Considérant l’enveloppe de 100 milliards déjà obsolète, les pays émergents insistaient pour la relever. Les calculs du groupe Afrique demandent alors jusqu’à 1.300 milliards par an. Cette aide financière devrait aider les pays du Sud dans l’adaptation au changement climatique, en prenant en compte « les préjudices » qu’ils subissent déjà. Les pays en développement avaient notamment mis sur la table une proposition pour créer un mécanisme spécifique de prise en compte des « pertes et préjudices« , c’est-à-dire les dommages déjà causés par les impacts ravageurs des tempêtes, sécheresses et canicules qui se multiplient. Mais les États-Unis notamment s’opposaient à une telle prise en compte
spécifique. Le texte final ne fait pas évoluer l’enveloppe financière et ne crée pas de mécanisme spécifique. Le compromis adopté met en place un « dialogue » annuel jusqu’à 2024 pour « discuter des modalités pour le financement des activités« .

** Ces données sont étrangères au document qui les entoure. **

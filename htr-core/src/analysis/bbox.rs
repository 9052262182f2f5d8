use glam::Vec2;
use serde::{Deserialize, Serialize};

/// An axis-aligned box in image coordinates (origin top-left, y grows downward).
#[derive(Clone, Copy, Debug, PartialEq, Serialize, Deserialize)]
pub struct Bbox {
    /// Top-left corner.
    pub min: Vec2,
    /// Bottom-right corner.
    pub max: Vec2,
}

impl Bbox {
    /// Creates a box from its top-left and bottom-right corners.
    ///
    /// # Example
    /// ```
    /// use glam::Vec2;
    /// use htr_core::analysis::bbox::Bbox;
    /// let bbox = Bbox::new(Vec2::new(0.0, 0.0), Vec2::new(10.0, 5.0));
    /// assert_eq!(bbox.width(), 10.0);
    /// ```
    pub fn new(min: Vec2, max: Vec2) -> Self {
        Self { min, max }
    }

    pub fn from_xyxy(xmin: f32, ymin: f32, xmax: f32, ymax: f32) -> Self {
        Self::new(Vec2::new(xmin, ymin), Vec2::new(xmax, ymax))
    }

    pub fn width(&self) -> f32 {
        (self.max.x - self.min.x).max(0.0)
    }

    pub fn height(&self) -> f32 {
        (self.max.y - self.min.y).max(0.0)
    }

    pub fn area(&self) -> f32 {
        self.width() * self.height()
    }

    pub fn center(&self) -> Vec2 {
        (self.min + self.max) / 2.0
    }

    /// A box without positive area in either dimension.
    pub fn is_empty(&self) -> bool {
        self.max.x <= self.min.x || self.max.y <= self.min.y
    }

    /// Overlapping area of two boxes, 0.0 when they do not overlap.
    pub fn intersection(&self, other: &Self) -> f32 {
        let min = self.min.max(other.min);
        let max = self.max.min(other.max);

        if max.x > min.x && max.y > min.y {
            (max.x - min.x) * (max.y - min.y)
        } else {
            0.
        }
    }

    /// Jaccard index of the two boxes.
    ///
    /// # Example
    /// ```
    /// use glam::Vec2;
    /// use htr_core::analysis::bbox::Bbox;
    /// let a = Bbox::from_xyxy(0.0, 0.0, 4.0, 2.0);
    /// let b = Bbox::from_xyxy(2.0, 0.0, 6.0, 2.0);
    /// assert!((a.iou(&b) - 1.0 / 3.0).abs() < 1e-6);
    /// ```
    pub fn iou(&self, other: &Self) -> f32 {
        let intersection_area = self.intersection(other);
        let union_area = self.area() + other.area() - intersection_area;

        if union_area > 0.0 {
            intersection_area / union_area
        } else {
            0.0
        }
    }

    /// Jaccard index of the vertical extents only.
    ///
    /// Two words on the same text line share most of their y-range even when
    /// they are far apart horizontally.
    pub fn vertical_iou(&self, other: &Self) -> f32 {
        let overlap = (self.max.y.min(other.max.y) - self.min.y.max(other.min.y)).max(0.0);
        let union = self.height() + other.height() - overlap;

        if union > 0.0 { overlap / union } else { 0.0 }
    }

    /// Smallest box containing both boxes.
    pub fn union(&self, other: &Self) -> Self {
        Self {
            min: self.min.min(other.min),
            max: self.max.max(other.max),
        }
    }

    pub fn clamp(&self, min_bounds: Vec2, max_bounds: Vec2) -> Self {
        Self {
            min: self.min.clamp(min_bounds, max_bounds),
            max: self.max.clamp(min_bounds, max_bounds),
        }
    }

    pub fn scale(&self, factor: f32) -> Self {
        Self {
            min: self.min * factor,
            max: self.max * factor,
        }
    }

    pub fn translate(&self, offset: Vec2) -> Self {
        Self {
            min: self.min + offset,
            max: self.max + offset,
        }
    }

    /// Grows the box by `margin` pixels on every side.
    pub fn enlarge(&self, margin: f32) -> Self {
        Self {
            min: self.min - Vec2::splat(margin),
            max: self.max + Vec2::splat(margin),
        }
    }

    /// Integer pixel rectangle `(x, y, width, height)` covered by the box.
    pub fn to_pixel_rect(&self) -> (u32, u32, u32, u32) {
        let x = self.min.x.max(0.0).floor() as u32;
        let y = self.min.y.max(0.0).floor() as u32;
        let width = (self.max.x.ceil() - x as f32).max(0.0) as u32;
        let height = (self.max.y.ceil() - y as f32).max(0.0) as u32;

        (x, y, width, height)
    }
}

#[cfg(test)]
mod tests {
    use super::*;

    #[test]
    fn test_bbox_dimensions() {
        let bbox = Bbox::from_xyxy(10.0, 20.0, 14.0, 26.0);
        assert_eq!(bbox.width(), 4.0);
        assert_eq!(bbox.height(), 6.0);
        assert_eq!(bbox.area(), 24.0);
        assert_eq!(bbox.center(), Vec2::new(12.0, 23.0));

        // inverted boxes have no area
        let inverted = Bbox::from_xyxy(5.0, 5.0, 1.0, 1.0);
        assert_eq!(inverted.area(), 0.0);
        assert!(inverted.is_empty());
    }

    #[test]
    fn test_bbox_iou() {
        let a = Bbox::from_xyxy(0.0, 0.0, 4.0, 4.0);
        assert_eq!(a.iou(&a), 1.0);

        // 2x2 overlap of two 4x4 boxes: 4 / 28
        let b = Bbox::from_xyxy(2.0, 2.0, 6.0, 6.0);
        assert!((a.iou(&b) - 4.0 / 28.0).abs() < 1e-6);
        assert_eq!(a.iou(&b), b.iou(&a));

        let far = Bbox::from_xyxy(10.0, 10.0, 12.0, 12.0);
        assert_eq!(a.iou(&far), 0.0);

        // touching edges do not overlap
        let right = Bbox::from_xyxy(4.0, 0.0, 8.0, 4.0);
        assert_eq!(a.iou(&right), 0.0);

        let line = Bbox::from_xyxy(0.0, 0.0, 5.0, 0.0);
        assert_eq!(line.iou(&line), 0.0);
    }

    #[test]
    fn test_bbox_vertical_iou() {
        // same row, far apart horizontally
        let left = Bbox::from_xyxy(0.0, 10.0, 20.0, 30.0);
        let right = Bbox::from_xyxy(500.0, 10.0, 520.0, 30.0);
        assert_eq!(left.vertical_iou(&right), 1.0);
        assert_eq!(left.iou(&right), 0.0);

        // half shifted: overlap 10, union 30
        let shifted = Bbox::from_xyxy(0.0, 20.0, 20.0, 40.0);
        assert!((left.vertical_iou(&shifted) - 10.0 / 30.0).abs() < 1e-6);

        let below = Bbox::from_xyxy(0.0, 50.0, 20.0, 70.0);
        assert_eq!(left.vertical_iou(&below), 0.0);
    }

    #[test]
    fn test_bbox_transformations() {
        let bbox = Bbox::from_xyxy(10.0, 10.0, 20.0, 30.0);

        let enlarged = bbox.enlarge(5.0);
        assert_eq!(enlarged, Bbox::from_xyxy(5.0, 5.0, 25.0, 35.0));

        let scaled = bbox.scale(0.5);
        assert_eq!(scaled, Bbox::from_xyxy(5.0, 5.0, 10.0, 15.0));

        let moved = bbox.translate(Vec2::new(-10.0, 5.0));
        assert_eq!(moved, Bbox::from_xyxy(0.0, 15.0, 10.0, 35.0));

        let clamped = Bbox::from_xyxy(-10.0, -5.0, 1030.0, 50.0)
            .clamp(Vec2::ZERO, Vec2::new(1024.0, 768.0));
        assert_eq!(clamped, Bbox::from_xyxy(0.0, 0.0, 1024.0, 50.0));

        // a box fully outside the bounds collapses
        let outside = Bbox::from_xyxy(2000.0, 0.0, 2100.0, 10.0)
            .clamp(Vec2::ZERO, Vec2::new(1024.0, 768.0));
        assert!(outside.is_empty());

        let union = bbox.union(&Bbox::from_xyxy(0.0, 25.0, 15.0, 40.0));
        assert_eq!(union, Bbox::from_xyxy(0.0, 10.0, 20.0, 40.0));
    }

    #[test]
    fn test_bbox_pixel_rect() {
        let bbox = Bbox::from_xyxy(1.4, 2.6, 10.2, 12.0);
        assert_eq!(bbox.to_pixel_rect(), (1, 2, 10, 10));

        let negative = Bbox::from_xyxy(-3.0, -3.0, 4.0, 4.0);
        assert_eq!(negative.to_pixel_rect(), (0, 0, 4, 4));
    }
}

Limiter les financements « inefficaces » aux énergies fossiles
Alors qu’elles ne sont pas mentionnées dans l’Accord de Paris, les énergies fossiles figuraient au cœur des négociations à Glasgow. Pour la première fois, les mots « combustibles fossiles » et « charbon » apparaissent dans la décision adoptée. Nommer enfin charbon et pétrole s’est fait dans la douleur, l’Inde et la Chine parvenant au dernier moment, dans la salle même où devait résonner le coup de marteau final, à atténuer encore la formulation en « réduction » au lieu de « sortie » du charbon, poussant un Alok Sharma en larmes à présenter ses excuses au monde.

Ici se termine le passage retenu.